Anal Cancer By James Adams
Signs and Symptoms of Anal Cancer • Some cases of anal cancer cause no symptoms at all. But bleeding occurs in more than half of patients and is usually the first sign of the disease. Often the bleeding is minor. At first, most people assume that hemorrhoids are the cause of their bleeding. Itching can also be a symptom. This is more often a sign of AIN, which should also be treated. Important symptoms of anal cancer include: • Rectal bleeding • Rectal itching • Pain in the anal area • Change in the diameter of stool • Abnormal discharge from the anus • Swollen lymph nodes in the anal or groin areas • There are a number of benign conditions, such as hemorrhoids, fissures, or anal warts that can cause similar symptoms. But if any of the signs or symptoms of anal cancer are present, discuss them with your doctor without delay. Remember, the sooner you receive a correct diagnosis, the sooner you can start treatment, and the more effective your treatment will be.
How is Anal Cancer diagnosed? • Anal cancer is often fairly easy to diagnose because it is in a fairly easy-to-reach area. Although some cases of anal cancer in people at high risk for that disease are diagnosed by screening tests, such as the digital rectal exam and/or anal Pap test, most people are diagnosed after their cancer starts to cause symptoms.

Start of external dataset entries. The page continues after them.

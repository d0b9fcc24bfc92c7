use tracing::{debug, warn};

use crate::core::{DayBatch, aggregate};
use crate::error::ChartResult;
use crate::source::IssueSource;

use super::{FetchTicket, IssueChart, LoadStatus};

impl IssueChart {
    /// Marks a fetch as in flight and returns its ticket.
    ///
    /// Starting another fetch supersedes this one: its completion is ignored.
    pub fn begin_fetch(&mut self) -> FetchTicket {
        self.fetch_generation += 1;
        self.pending_fetch = Some(self.fetch_generation);
        self.status = LoadStatus::Loading;
        debug!(generation = self.fetch_generation, "fetch started");
        FetchTicket(self.fetch_generation)
    }

    /// Applies a fetch result. Returns `false` if `ticket` is stale.
    ///
    /// On failure the status becomes [`LoadStatus::Failed`] and the previously
    /// aggregated data stays in place.
    pub fn complete_fetch(
        &mut self,
        ticket: FetchTicket,
        result: ChartResult<Vec<DayBatch>>,
    ) -> bool {
        if self.pending_fetch != Some(ticket.0) {
            warn!(
                generation = ticket.0,
                pending = ?self.pending_fetch,
                "discarding stale fetch result"
            );
            return false;
        }
        self.pending_fetch = None;

        match result {
            Ok(batches) => self.load_batches(&batches),
            Err(err) => {
                warn!(
                    error = %err,
                    retained_points = self.aggregation.len(),
                    "fetch failed"
                );
                self.status = LoadStatus::Failed {
                    message: err.to_string(),
                };
            }
        }
        true
    }

    /// Fetches from `source` and applies the result in one step.
    pub fn refresh_from<S: IssueSource + ?Sized>(&mut self, source: &S) -> &LoadStatus {
        let ticket = self.begin_fetch();
        let result = source.fetch();
        self.complete_fetch(ticket, result);
        &self.status
    }

    /// Replaces the cached dataset and re-runs aggregation.
    pub fn load_batches(&mut self, batches: &[DayBatch]) {
        self.aggregation = aggregate(batches);
        self.status = if self.aggregation.is_empty() {
            LoadStatus::Empty
        } else {
            LoadStatus::Ready
        };

        if let Some(date) = &self.selected_date {
            if self.aggregation.position_of(date).is_none() {
                self.selected_date = None;
            }
        }

        debug!(
            batch_count = batches.len(),
            point_count = self.aggregation.len(),
            skipped_count = self.aggregation.skipped().len(),
            status = ?self.status,
            "loaded day batches"
        );
    }
}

Cures for this cancer? • So far they haven’t found a cure for this cancer but they are trying to find one as we seek.
How you can prevent getting this cancer • The best way you can protect yourself from anal cancer is to be aware of what makes you more likely to get it. These are called your risk factors. You can’t affect some risk factors, but others you can do something about. Knowing more about the risk factors for anal cancer can help you make healthy choices to help you avoid it. • If you find that you are at risk for anal cancer, there’s a lot you can do. Making healthy changes in your life can control some risks. Here are some ways to reduce your risk of getting anal cancer. • Avoid human papillomavirus (HPV) infection. The best way to reduce your risk of anal cancer is to avoid HPV infection. Not having anal sex is the best way to prevent HPV infection. Condoms can prevent you from getting or giving HIV to your sexual partner, but they do not totally protect against HPV. That’s because this virus can be spread by skin contact from areas that are not covered by the condom. Plus, HPV can be present for years without causing symptoms. • Stop smoking. If you stop smoking, you lower your risk for anal cancer and many other types of cancer. • You can also take steps to try to catch anal cancer in its early stages, when it is easiest to treat. Find out how you can be screened for anal cancer and how to recognize its symptoms.